SEP-1 was introduced in 2015 to improve outcomes for sepsis patients. Unfortunately, it has not achieved its intended outcome. Four studies have shown that SEP-1, expected to have a significant impact, has not lived up to its expectations in real-world settings in hundreds of U.S. hospitals. These studies are large, rigorous, and multicentre time-series analyses. The use of broad-spectrum antibiotics has risen since the implementation of SEP-1; however, SEP-1 has not decreased mortality rates.
Several reasons could explain why SEP-1 has not resulted in better outcomes. The use of antibiotics and fluid components in sepsis treatment is controversial because it does not consider the challenges of diagnosing sepsis, choosing the right antibiotic, and the diverse nature of sepsis patients and their treatments. About one-third of sepsis patients treated in emergency departments and ICUs have been found to have non-bacterial infections or non-infectious conditions that mimic sepsis. These patients are at risk of harmful effects from broad-spectrum antibiotics without any potential benefits. Not all patients with low blood pressure require or can handle 30 mL/kg of fluids, such as those with heart failure, fluid overload, respiratory problems, or kidney disease.
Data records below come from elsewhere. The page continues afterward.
//! Token budget management for conversation histories
//!
//! Keeps conversations inside the model's context window: the estimator
//! approximates token counts, and the sliding window deterministically thins
//! the history when budgets or message-count limits are exceeded.

pub mod estimator;
pub mod sliding_window;

pub use estimator::{TokenCounter, TokenEstimator};
pub use sliding_window::{
    allowed_input_tokens, truncate, truncate_if_needed, TruncationRequest, HARD_MESSAGE_LIMIT,
    SOFT_MESSAGE_LIMIT,
};
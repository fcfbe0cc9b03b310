//! Usage accounting: vendor payloads in, canonical records out
//!
//! Providers report token counts in wire shapes that disagree about field
//! names and cache semantics. Adapters deserialize whatever they receive into
//! [`RawProviderUsage`] and normalization produces the canonical
//! [`TokenUsage`], including a cost in USD when every required price is
//! known. A missing price makes the cost `None`; it is never silently zero.

use crate::models::ModelDescriptor;
use crate::types::TokenUsage;
use serde::{Deserialize, Serialize};

/// Raw usage payload as providers report it
///
/// Field aliases cover the common wire spellings: Anthropic's
/// `cache_creation_input_tokens` / `cache_read_input_tokens`, the OpenAI
/// `prompt_tokens` / `completion_tokens` pair, and DeepSeek's
/// `prompt_cache_hit_tokens`. Absent counts default to zero; absent cache
/// fields stay `None` so normalization can tell "not reported" from
/// "reported as zero".
#[derive(Debug, Clone, Default, PartialEq, Serialize, Deserialize)]
pub struct RawProviderUsage {
    /// Prompt tokens, including any cached portion
    #[serde(default, alias = "prompt_tokens")]
    pub input_tokens: u32,
    /// Completion tokens
    #[serde(default, alias = "completion_tokens")]
    pub output_tokens: u32,
    /// Tokens written to the prompt cache
    #[serde(default, alias = "cache_creation_input_tokens")]
    pub cache_write_tokens: Option<u32>,
    /// Tokens read from the prompt cache
    #[serde(
        default,
        alias = "cache_read_input_tokens",
        alias = "cached_tokens",
        alias = "prompt_cache_hit_tokens"
    )]
    pub cache_read_tokens: Option<u32>,
    /// Reasoning tokens, when reported separately
    #[serde(default)]
    pub reasoning_tokens: Option<u32>,
}

impl RawProviderUsage {
    /// Fold a later payload into this one
    ///
    /// Streaming backends split usage across events (Anthropic reports input
    /// counts at message start and output counts at message end). Non-zero
    /// counts and present cache fields from the newer payload win; everything
    /// absent falls back to what was already accumulated.
    pub fn merge(&mut self, newer: &RawProviderUsage) {
        if newer.input_tokens > 0 {
            self.input_tokens = newer.input_tokens;
        }
        if newer.output_tokens > 0 {
            self.output_tokens = newer.output_tokens;
        }
        if newer.cache_write_tokens.is_some() {
            self.cache_write_tokens = newer.cache_write_tokens;
        }
        if newer.cache_read_tokens.is_some() {
            self.cache_read_tokens = newer.cache_read_tokens;
        }
        if newer.reasoning_tokens.is_some() {
            self.reasoning_tokens = newer.reasoning_tokens;
        }
    }
}

/// Normalize a raw payload with the default cache TTL factor of 1.0
pub fn normalize_usage(raw: &RawProviderUsage, descriptor: &ModelDescriptor) -> TokenUsage {
    normalize_usage_with_cache_ttl(raw, descriptor, 1.0)
}

/// Normalize a raw payload into the canonical usage record
///
/// Cache counts pass through as reported, even for models whose descriptor
/// claims no cache support; the payload is ground truth. `cache_ttl_factor`
/// scales the cache-write price for providers that bill longer-lived cache
/// entries at a premium (Anthropic's 1h TTL writes cost 2x the 5m ones).
pub fn normalize_usage_with_cache_ttl(
    raw: &RawProviderUsage,
    descriptor: &ModelDescriptor,
    cache_ttl_factor: f64,
) -> TokenUsage {
    let cache_write_tokens = raw.cache_write_tokens.unwrap_or(0);
    let cache_read_tokens = raw.cache_read_tokens.unwrap_or(0);

    TokenUsage {
        input_tokens: raw.input_tokens,
        output_tokens: raw.output_tokens,
        cache_write_tokens,
        cache_read_tokens,
        reasoning_tokens: raw.reasoning_tokens,
        total_cost: compute_cost(
            raw.input_tokens.saturating_sub(cache_read_tokens),
            cache_read_tokens,
            cache_write_tokens,
            raw.output_tokens,
            descriptor,
            cache_ttl_factor,
        ),
    }
}

/// One billing term: zero tokens cost zero even without a price,
/// non-zero tokens without a price make the whole cost unknown
fn price_term(tokens: u32, price_per_mtok: Option<f64>) -> Option<f64> {
    if tokens == 0 {
        return Some(0.0);
    }
    price_per_mtok.map(|price| f64::from(tokens) / 1_000_000.0 * price)
}

fn compute_cost(
    non_cached_input: u32,
    cache_read: u32,
    cache_write: u32,
    output: u32,
    descriptor: &ModelDescriptor,
    cache_ttl_factor: f64,
) -> Option<f64> {
    let write_price = descriptor
        .cache_write_price_per_mtok
        .map(|price| price * cache_ttl_factor);
    Some(
        price_term(non_cached_input, descriptor.input_price_per_mtok)?
            + price_term(cache_read, descriptor.cache_read_price_per_mtok)?
            + price_term(cache_write, write_price)?
            + price_term(output, descriptor.output_price_per_mtok)?,
    )
}
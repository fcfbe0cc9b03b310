//! Model descriptors: context limits, feature support, and prices
//!
//! Instead of hardcoding limits per provider, each model id maps to a
//! descriptor. Prices are USD per million tokens and stay `None` when
//! unknown, so downstream cost math can report "unknown" instead of zero.

use serde::{Deserialize, Serialize};
use std::collections::HashMap;
use std::sync::LazyLock;

/// Static description of one model
#[derive(Debug, Clone, PartialEq, Serialize, Deserialize)]
pub struct ModelDescriptor {
    /// Maximum context window (input + output)
    pub context_window_tokens: u32,
    /// Maximum output tokens the model supports
    pub max_output_tokens: u32,
    /// Whether the model accepts image content blocks
    pub supports_images: bool,
    /// Whether the model supports prompt caching
    pub supports_prompt_cache: bool,
    /// USD per million non-cached input tokens
    pub input_price_per_mtok: Option<f64>,
    /// USD per million output tokens
    pub output_price_per_mtok: Option<f64>,
    /// USD per million cache-write tokens
    pub cache_write_price_per_mtok: Option<f64>,
    /// USD per million cache-read tokens
    pub cache_read_price_per_mtok: Option<f64>,
}

impl Default for ModelDescriptor {
    fn default() -> Self {
        Self {
            context_window_tokens: 128_000,
            max_output_tokens: 4096,
            supports_images: false,
            supports_prompt_cache: false,
            input_price_per_mtok: None,
            output_price_per_mtok: None,
            cache_write_price_per_mtok: None,
            cache_read_price_per_mtok: None,
        }
    }
}

/// Static map of known model descriptors
static MODEL_DESCRIPTORS: LazyLock<HashMap<&'static str, ModelDescriptor>> = LazyLock::new(|| {
    let mut m = HashMap::new();

    // Anthropic Claude models
    m.insert(
        "claude-3-5-sonnet-20241022",
        ModelDescriptor {
            context_window_tokens: 200_000,
            max_output_tokens: 8192,
            supports_images: true,
            supports_prompt_cache: true,
            input_price_per_mtok: Some(3.0),
            output_price_per_mtok: Some(15.0),
            cache_write_price_per_mtok: Some(3.75),
            cache_read_price_per_mtok: Some(0.30),
        },
    );
    m.insert(
        "claude-sonnet-4-20250514",
        ModelDescriptor {
            context_window_tokens: 200_000,
            max_output_tokens: 64_000,
            supports_images: true,
            supports_prompt_cache: true,
            input_price_per_mtok: Some(3.0),
            output_price_per_mtok: Some(15.0),
            cache_write_price_per_mtok: Some(3.75),
            cache_read_price_per_mtok: Some(0.30),
        },
    );
    m.insert(
        "claude-3-opus-20240229",
        ModelDescriptor {
            context_window_tokens: 200_000,
            max_output_tokens: 4096,
            supports_images: true,
            supports_prompt_cache: true,
            input_price_per_mtok: Some(15.0),
            output_price_per_mtok: Some(75.0),
            cache_write_price_per_mtok: Some(18.75),
            cache_read_price_per_mtok: Some(1.50),
        },
    );
    m.insert(
        "claude-3-haiku-20240307",
        ModelDescriptor {
            context_window_tokens: 200_000,
            max_output_tokens: 4096,
            supports_images: true,
            supports_prompt_cache: true,
            input_price_per_mtok: Some(0.25),
            output_price_per_mtok: Some(1.25),
            cache_write_price_per_mtok: Some(0.30),
            cache_read_price_per_mtok: Some(0.03),
        },
    );

    // OpenAI GPT models
    m.insert(
        "gpt-4o",
        ModelDescriptor {
            context_window_tokens: 128_000,
            max_output_tokens: 16_384,
            supports_images: true,
            // OpenAI caches automatically; reads are discounted, writes are free
            // and never reported, so no write price exists.
            supports_prompt_cache: true,
            input_price_per_mtok: Some(2.50),
            output_price_per_mtok: Some(10.0),
            cache_write_price_per_mtok: None,
            cache_read_price_per_mtok: Some(1.25),
        },
    );
    m.insert(
        "gpt-4o-mini",
        ModelDescriptor {
            context_window_tokens: 128_000,
            max_output_tokens: 16_384,
            supports_images: true,
            supports_prompt_cache: true,
            input_price_per_mtok: Some(0.15),
            output_price_per_mtok: Some(0.60),
            cache_write_price_per_mtok: None,
            cache_read_price_per_mtok: Some(0.075),
        },
    );
    m.insert(
        "gpt-4-turbo",
        ModelDescriptor {
            context_window_tokens: 128_000,
            max_output_tokens: 4096,
            supports_images: true,
            supports_prompt_cache: false,
            input_price_per_mtok: Some(10.0),
            output_price_per_mtok: Some(30.0),
            cache_write_price_per_mtok: None,
            cache_read_price_per_mtok: None,
        },
    );
    m.insert(
        "o1",
        ModelDescriptor {
            context_window_tokens: 200_000,
            max_output_tokens: 100_000,
            supports_images: true,
            supports_prompt_cache: true,
            input_price_per_mtok: Some(15.0),
            output_price_per_mtok: Some(60.0),
            cache_write_price_per_mtok: None,
            cache_read_price_per_mtok: Some(7.50),
        },
    );
    m.insert(
        "o1-mini",
        ModelDescriptor {
            context_window_tokens: 128_000,
            max_output_tokens: 65_536,
            supports_images: false,
            supports_prompt_cache: true,
            input_price_per_mtok: Some(1.10),
            output_price_per_mtok: Some(4.40),
            cache_write_price_per_mtok: None,
            cache_read_price_per_mtok: Some(0.55),
        },
    );

    // DeepSeek models (OpenAI-compatible API)
    m.insert(
        "deepseek-chat",
        ModelDescriptor {
            context_window_tokens: 64_000,
            max_output_tokens: 8192,
            supports_images: false,
            supports_prompt_cache: true,
            input_price_per_mtok: Some(0.27),
            output_price_per_mtok: Some(1.10),
            cache_write_price_per_mtok: None,
            cache_read_price_per_mtok: Some(0.07),
        },
    );
    m.insert(
        "deepseek-reasoner",
        ModelDescriptor {
            context_window_tokens: 64_000,
            max_output_tokens: 8192,
            supports_images: false,
            supports_prompt_cache: true,
            input_price_per_mtok: Some(0.55),
            output_price_per_mtok: Some(2.19),
            cache_write_price_per_mtok: None,
            cache_read_price_per_mtok: Some(0.14),
        },
    );

    m
});

/// Get the descriptor for a model id
///
/// Tries an exact match first, then the longest known prefix (so dated
/// snapshots like "gpt-4o-mini-2024-07-18" resolve to "gpt-4o-mini" rather
/// than "gpt-4o"), and finally falls back to a conservative default with
/// unknown prices.
pub fn descriptor_for(model: &str) -> ModelDescriptor {
    if let Some(descriptor) = MODEL_DESCRIPTORS.get(model) {
        return descriptor.clone();
    }

    let mut best: Option<(&str, &ModelDescriptor)> = None;
    for (known, descriptor) in MODEL_DESCRIPTORS.iter() {
        if model.starts_with(known) && best.is_none_or(|(b, _)| known.len() > b.len()) {
            best = Some((known, descriptor));
        }
    }
    if let Some((_, descriptor)) = best {
        return descriptor.clone();
    }

    ModelDescriptor::default()
}
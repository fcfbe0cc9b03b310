//! Buffered Server-Sent Events decoder
//!
//! Network chunks do not respect event boundaries: an event, a line, or even
//! a single UTF-8 sequence can arrive split across reads. This decoder
//! buffers bytes until complete events are available and copes with both the
//! Anthropic format (typed `event:` lines) and the OpenAI format (bare
//! `data:` lines ending in `[DONE]`).

mod event;

pub use event::SseEvent;

/// Buffered SSE decoder
///
/// Feed raw bytes as they arrive; complete events come out. Anything not yet
/// terminated by a blank line stays buffered for the next feed.
#[derive(Debug, Default)]
pub struct SseDecoder {
    /// Decoded text not yet split into events
    text: String,
    /// Raw bytes whose trailing UTF-8 sequence may still be incomplete
    pending: Vec<u8>,
}

impl SseDecoder {
    /// Create a new decoder
    pub fn new() -> Self {
        Self::default()
    }

    /// Feed raw bytes and extract every complete event
    pub fn feed(&mut self, chunk: &[u8]) -> Vec<SseEvent> {
        self.pending.extend_from_slice(chunk);
        self.drain_decoded_text();

        let mut events = Vec::new();
        while let Some((boundary, delimiter_len)) = self.next_boundary() {
            let event_text: String = self.text.drain(..boundary + delimiter_len).collect();
            if let Some(event) = parse_event(&event_text) {
                events.push(event);
            }
        }
        events
    }

    /// Move every complete UTF-8 sequence from `pending` into `text`
    ///
    /// A sequence split at the chunk boundary stays in `pending`; genuinely
    /// invalid bytes are dropped so one corrupt read cannot wedge the stream.
    fn drain_decoded_text(&mut self) {
        loop {
            match std::str::from_utf8(&self.pending) {
                Ok(valid) => {
                    self.text.push_str(valid);
                    self.pending.clear();
                    return;
                }
                Err(err) => {
                    let valid_up_to = err.valid_up_to();
                    self.text.push_str(
                        std::str::from_utf8(&self.pending[..valid_up_to]).unwrap_or_default(),
                    );
                    match err.error_len() {
                        None => {
                            // Incomplete trailing sequence, wait for more bytes.
                            self.pending.drain(..valid_up_to);
                            return;
                        }
                        Some(invalid_len) => {
                            tracing::warn!(
                                invalid_len,
                                "dropping invalid utf-8 bytes from sse stream"
                            );
                            self.pending.drain(..valid_up_to + invalid_len);
                        }
                    }
                }
            }
        }
    }

    /// Position and length of the earliest event delimiter, if any
    fn next_boundary(&self) -> Option<(usize, usize)> {
        let lf = self.text.find("\n\n").map(|pos| (pos, 2));
        let crlf = self.text.find("\r\n\r\n").map(|pos| (pos, 4));
        match (lf, crlf) {
            (Some(a), Some(b)) => Some(if a.0 <= b.0 { a } else { b }),
            (Some(a), None) => Some(a),
            (None, Some(b)) => Some(b),
            (None, None) => None,
        }
    }

    /// Drop any buffered state
    pub fn clear(&mut self) {
        self.text.clear();
        self.pending.clear();
    }

    /// Whether bytes or text are still buffered
    pub fn has_remaining(&self) -> bool {
        !self.text.is_empty() || !self.pending.is_empty()
    }
}

/// Parse one event's worth of text into an [`SseEvent`]
///
/// Returns `None` for events without data (comments, keep-alives).
fn parse_event(text: &str) -> Option<SseEvent> {
    let mut event_type: Option<String> = None;
    let mut id: Option<String> = None;
    let mut data_lines: Vec<&str> = Vec::new();

    for line in text.lines() {
        if line.starts_with(':') {
            // Comment line, e.g. ": OPENROUTER PROCESSING" keep-alives.
            continue;
        }
        if let Some(value) = line.strip_prefix("event:") {
            event_type = Some(value.trim().to_string());
        } else if let Some(value) = line.strip_prefix("data:") {
            data_lines.push(value.strip_prefix(' ').unwrap_or(value));
        } else if let Some(value) = line.strip_prefix("id:") {
            id = Some(value.trim().to_string());
        }
        // retry: and unknown fields are ignored.
    }

    if data_lines.is_empty() {
        return None;
    }

    Some(SseEvent {
        event_type,
        data: data_lines.join("\n"),
        id,
    })
}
Sepsis covers a broad range of patients, infections, infected sites, secondary organ failures, and illnesses with varying levels of severity. Therefore, it is not appropriate to require all sepsis patients to be treated in a single, inflexible manner.
The solution to the ineffective SEP-1 sepsis treatment is to shift the focus from process-based metrics to outcomes-based metrics, specifically short-term mortality. This approach will avoid the deleterious incentives of SEP-1 and allow clinicians to tailor care to each patient's unique syndrome, underlying condition, causative pathogen, and potential complications. Shifting the focus to outcomes will also drive innovation in areas more likely to lead to better outcomes.